Jason Edgecombe wrote:
Russ Allbery wrote:
Robert Banz <[EMAIL PROTECTED]> writes:
On Apr 21, 2008, at 1:10 PM, Russ Allbery wrote:
I think it's generally a good idea to stick with one server
implementation on all platforms since that way everyone runs the same
(tested) code, but I seem to recall the migration from inode to namei
is pretty heinous (as in you probably can't do it in place and need to
bring up another server and move everything).
Nothing wrong with leaving the code in there, just don't make it the
default.
The problem with changing the default is that I'm worried really bad
things then happen if you blindly update your Solaris file server from
before the default change to after the default change.
Maybe we could fix that so that it would safely error out. (Maybe it
already does, actually; I've not checked.)
It does error out. A namei fileserver will refuse to start and log an
error message if a vice partition used to be inode. This happens even
if you run "rm -fr *". I had to run mkfs/newfs on my vice partitions
in order to switch formats -- after moving the data off, of course.
on a good note, namei seems to be faster than inode node for vos
operations.

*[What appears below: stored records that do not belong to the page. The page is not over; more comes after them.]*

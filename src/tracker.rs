//! Per-tab media tracker.
//!
//! The tracker owns no timers. The page glue calls [`ContentTracker::tick`]
//! on an interval and on DOM activity; the tracker samples the page through
//! a [`PageView`], keeps a local copy of the session and reports lifecycle
//! messages through a [`MessageSink`]. Updates are throttled to one per
//! [`TrackerConfig::update_interval_ms`].

use std::rc::Rc;
use std::sync::LazyLock;

use regex::Regex;
use serde::Serialize;

use crate::completion::{CompletionRule, PagePosition, ProgressSample};
use crate::error::Result;
use crate::media::{CompletedMedia, MediaInfo, MediaPatch};
use crate::metadata::{apply_metadata, is_metadata_url, parse_api_response, MediaMetadata, PLACEHOLDER_TITLE};
use crate::platforms::MatchedPlatform;
use crate::protocol::Request;

const SERIES_TITLE_SELECTORS: &[&str] = &[
    ".subj",
    ".info a.subj",
    "a.subj_info",
    "[class*=\"series\"] a",
    ".og-title",
    ".manga-title a",
    ".manga-info-title",
    ".series-title",
    ".manga-title",
    ".comic-title",
];

const EPISODE_TITLE_SELECTORS: &[&str] = &[
    ".subj_episode",
    ".episode__title",
    "h1.subj_episode",
    ".detail_lst .subj",
    ".chapter-title",
    ".episode-title",
    ".reader-header-title",
    "h1",
];

const VIDEO_TITLE_SELECTORS: &[&str] = &[
    ".heading-name",
    ".film-name",
    ".movie-title",
    ".video-title",
    ".dp-i-title",
    ".title h1",
    "h1.title",
    ".detail-page h1",
    ".movie-info h1",
    ".video-info h1",
    "h1",
];

static URL_CHAPTER_PATTERNS: LazyLock<Vec<Regex>> = LazyLock::new(|| {
    [
        r"(?i)chapter[/-](\d+(?:\.\d+)?)",
        r"(?i)ch[/-](\d+(?:\.\d+)?)",
        r"(?i)episode[/-]no?[/-]?(\d+)",
        r"(?i)episode[/-](\d+)",
        r"(?i)ep[/-](\d+(?:\.\d+)?)",
        r"(?i)s\d+-ep-(\d+)",
        r"(?i)episode_no=(\d+)",
        r"/(\d+)/?(?:\?|$)",
    ]
    .iter()
    .map(|pattern| Regex::new(pattern).expect("valid chapter url pattern"))
    .collect()
});

static READING_SUFFIX: LazyLock<Regex> = LazyLock::new(|| {
    Regex::new(r"(?i)\s*[-|]\s*(?:WEBTOONS?|Read Online|MangaDex)$").expect("valid suffix pattern")
});

static VIDEO_SUFFIX: LazyLock<Regex> = LazyLock::new(|| {
    Regex::new(r"(?i)\s*[-|]\s*(?:Watch Online|Free|HD|Full Movie)$").expect("valid suffix pattern")
});

static PERCENT: LazyLock<Regex> =
    LazyLock::new(|| Regex::new(r"(\d+(?:\.\d+)?)\s*%").expect("valid percent pattern"));

static NUMBER: LazyLock<Regex> =
    LazyLock::new(|| Regex::new(r"\d+(?:\.\d+)?").expect("valid number pattern"));

#[derive(Debug, Clone, Copy, PartialEq)]
pub struct TrackerConfig {
    pub update_interval_ms: f64,
    /// Without input for this long the user counts as away and active time
    /// stops accumulating.
    pub idle_after_ms: f64,
}

impl Default for TrackerConfig {
    fn default() -> Self {
        TrackerConfig {
            update_interval_ms: 5_000.0,
            idle_after_ms: 30_000.0,
        }
    }
}

/// Playback position of the page's main video element, in seconds.
#[derive(Debug, Clone, Copy, PartialEq)]
pub struct VideoState {
    pub current_time: f64,
    pub duration: f64,
}

/// Read-only view of the page. Selector lookups may fail on pages that
/// reject a selector; the tracker treats that as "not found".
pub trait PageView {
    fn location(&self) -> String;
    /// Trimmed text of the first selector resolving to a non-empty element.
    fn first_text(&self, selectors: &[&str]) -> Result<Option<String>>;
    /// `content` of `<meta property=...>`.
    fn meta_content(&self, property: &str) -> Option<String>;
    fn document_title(&self) -> Option<String>;
    fn video_state(&self) -> Option<VideoState>;
    /// Percent of the reading container scrolled, 0..=100.
    fn scroll_progress(&self) -> f64;
    fn page_position(&self) -> Option<PagePosition>;
}

/// Fire-and-forget channel to the background.
pub trait MessageSink {
    fn send(&self, request: Request);
}

/// Session summary inside a [`StatusReply`].
#[derive(Debug, Clone, PartialEq, Serialize)]
#[serde(rename_all = "camelCase")]
pub struct TrackingStatus {
    pub title: String,
    pub platform: String,
    pub progress: f64,
    pub watch_time: f64,
}

/// Answer to a `GET_TRACKING_STATUS` query sent to the page.
#[derive(Debug, Clone, PartialEq, Serialize)]
#[serde(rename_all = "camelCase")]
pub struct StatusReply {
    pub is_tracking: bool,
    pub session: Option<TrackingStatus>,
}

#[derive(Debug, Clone)]
struct LocalSession {
    info: MediaInfo,
    start_time: f64,
    watch_time: f64,
    completed: bool,
    last_sent: Option<f64>,
}

pub struct ContentTracker {
    platform: MatchedPlatform,
    view: Rc<dyn PageView>,
    sink: Rc<dyn MessageSink>,
    rule: Box<dyn CompletionRule>,
    config: TrackerConfig,
    api_pattern: Option<Regex>,
    session: Option<LocalSession>,
    captured: MediaMetadata,
    active_ms: f64,
    last_tick: Option<f64>,
    last_activity: f64,
    max_scroll: f64,
}
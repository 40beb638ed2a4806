//! Error type shared by the coordinator, the series checker and the tracker.

#[derive(Debug, thiserror::Error)]
pub enum TrackerError {
    #[error("storage error: {0}")]
    Storage(String),

    #[error("serialization error: {0}")]
    Serialization(String),

    #[error("fetch failed for {url}: {reason}")]
    Fetch { url: String, reason: String },

    #[error("fetch of {url} timed out after {after_ms} ms")]
    Timeout { url: String, after_ms: u32 },

    #[error("malformed {kind} message: {reason}")]
    Malformed { kind: String, reason: String },

    #[error("Unknown message type")]
    UnknownMessage(String),

    #[error("coordinator is no longer running")]
    CoordinatorGone,

    #[error("series check already in progress")]
    CheckInProgress,

    #[error("browser api error: {0}")]
    Browser(String),
}

impl From<serde_json::Error> for TrackerError {
    fn from(e: serde_json::Error) -> Self {
        TrackerError::Serialization(e.to_string())
    }
}

pub type Result<T> = std::result::Result<T, TrackerError>;
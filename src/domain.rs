/// Hostname extraction, media URL normalization and host permission
/// match patterns for Trex
use regex::Regex;
use url::Url;

/// Extract the lowercase hostname from a URL string.
///
/// Falls back to a manual parse for strings the `url` crate rejects
/// (bare hosts like `example.com/path` show up in user-entered custom sites).
///
/// Examples:
/// - https://www.youtube.com/watch?v=abc → www.youtube.com
/// - http://localhost:3000 → localhost
/// - mangadex.org/title/1 → mangadex.org
pub fn extract_hostname(url: &str) -> Option<String> {
    if let Some(host) = Url::parse(url.trim())
        .ok()
        .and_then(|parsed| parsed.host_str().map(str::to_lowercase))
        .filter(|h| !h.is_empty())
    {
        return Some(host);
    }

    // Remove protocol if present
    let url_clean = url
        .trim()
        .replace("https://", "")
        .replace("http://", "");

    let hostname_with_port = url_clean.split('/').next()?.to_string();

    // Remove port if present (e.g., "localhost:3000" -> "localhost")
    let hostname = hostname_with_port.split(':').next()?.to_lowercase();

    if hostname.is_empty() {
        None
    } else {
        Some(hostname)
    }
}

/// Drop a leading `www.` label.
pub fn strip_www(hostname: &str) -> &str {
    hostname.strip_prefix("www.").unwrap_or(hostname)
}

/// Hostname without `www.` followed by the path, used to match registry
/// patterns that carry a path segment (`hulu.com/watch`).
pub fn host_and_path(url: &str) -> Option<String> {
    match Url::parse(url.trim()) {
        Ok(parsed) => {
            let host = parsed.host_str()?.to_lowercase();
            Some(format!("{}{}", strip_www(&host), parsed.path().to_lowercase()))
        }
        Err(_) => {
            let host = extract_hostname(url)?;
            Some(strip_www(&host).to_string())
        }
    }
}

/// Normalize a media URL into the key the dedup view groups by:
/// scheme + host + path, lowercased, trailing slash stripped.
/// Query string and fragment do not take part.
pub fn normalize_media_url(url: &str) -> String {
    match Url::parse(url.trim()) {
        Ok(parsed) => {
            let host = parsed.host_str().unwrap_or_default();
            let path = parsed.path().trim_end_matches('/');
            format!("{}://{}{}", parsed.scheme(), host, path).to_lowercase()
        }
        Err(_) => {
            let raw = url.trim();
            let without_query = raw.split(['?', '#']).next().unwrap_or(raw);
            without_query.trim_end_matches('/').to_lowercase()
        }
    }
}

/// Turn a granted origin into a content-script match pattern by adding a
/// `/*` path when none is present.
///
/// Examples:
/// - https://mangadex.org → https://mangadex.org/*
/// - https://*.example.com/* → unchanged
pub fn origin_match_pattern(origin: &str) -> String {
    let origin = origin.trim();
    let has_path = origin
        .split_once("://")
        .is_some_and(|(_, rest)| rest.contains('/'));
    if has_path {
        origin.to_string()
    } else {
        format!("{}/*", origin)
    }
}

/// Whether `url` falls under a host permission pattern such as
/// `https://*.example.com/*`. A `*.` host wildcard also covers the bare
/// domain.
pub fn origin_pattern_matches(pattern: &str, url: &str) -> bool {
    let pattern = origin_match_pattern(pattern);
    let escaped = regex::escape(&pattern)
        .replace(r"://\*\.", r"://(?:[^/]*\.)?")
        .replace(r"\*", ".*");
    match Regex::new(&format!("^{}$", escaped)) {
        Ok(re) => re.is_match(url),
        Err(_) => {
            let host = pattern
                .split_once("://")
                .map_or(pattern.as_str(), |(_, rest)| rest)
                .trim_start_matches("*.")
                .trim_end_matches("/*");
            url.contains(host)
        }
    }
}

/// Whether an open tab should get the tracker injected for these origins.
/// Browser-internal pages never do.
pub fn matches_any_origin(origins: &[String], url: &str) -> bool {
    if url.is_empty() || url.starts_with("chrome://") {
        return false;
    }
    origins
        .iter()
        .any(|origin| origin_pattern_matches(origin, url))
}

The speed-up with ufs logging vs. nologging is worth
switching to namei.
BTW, in Solaris 9 9/05HW an later, ufs logging is on by default and must
be disabled in the vfstab. This is different from previous behavior
which would only turn on logging if the filesystem exceed a certain size.
We've decided to use namei for all new fileservers because of the
performance boost. It is more noticeable on stuff like fibre channel arrays.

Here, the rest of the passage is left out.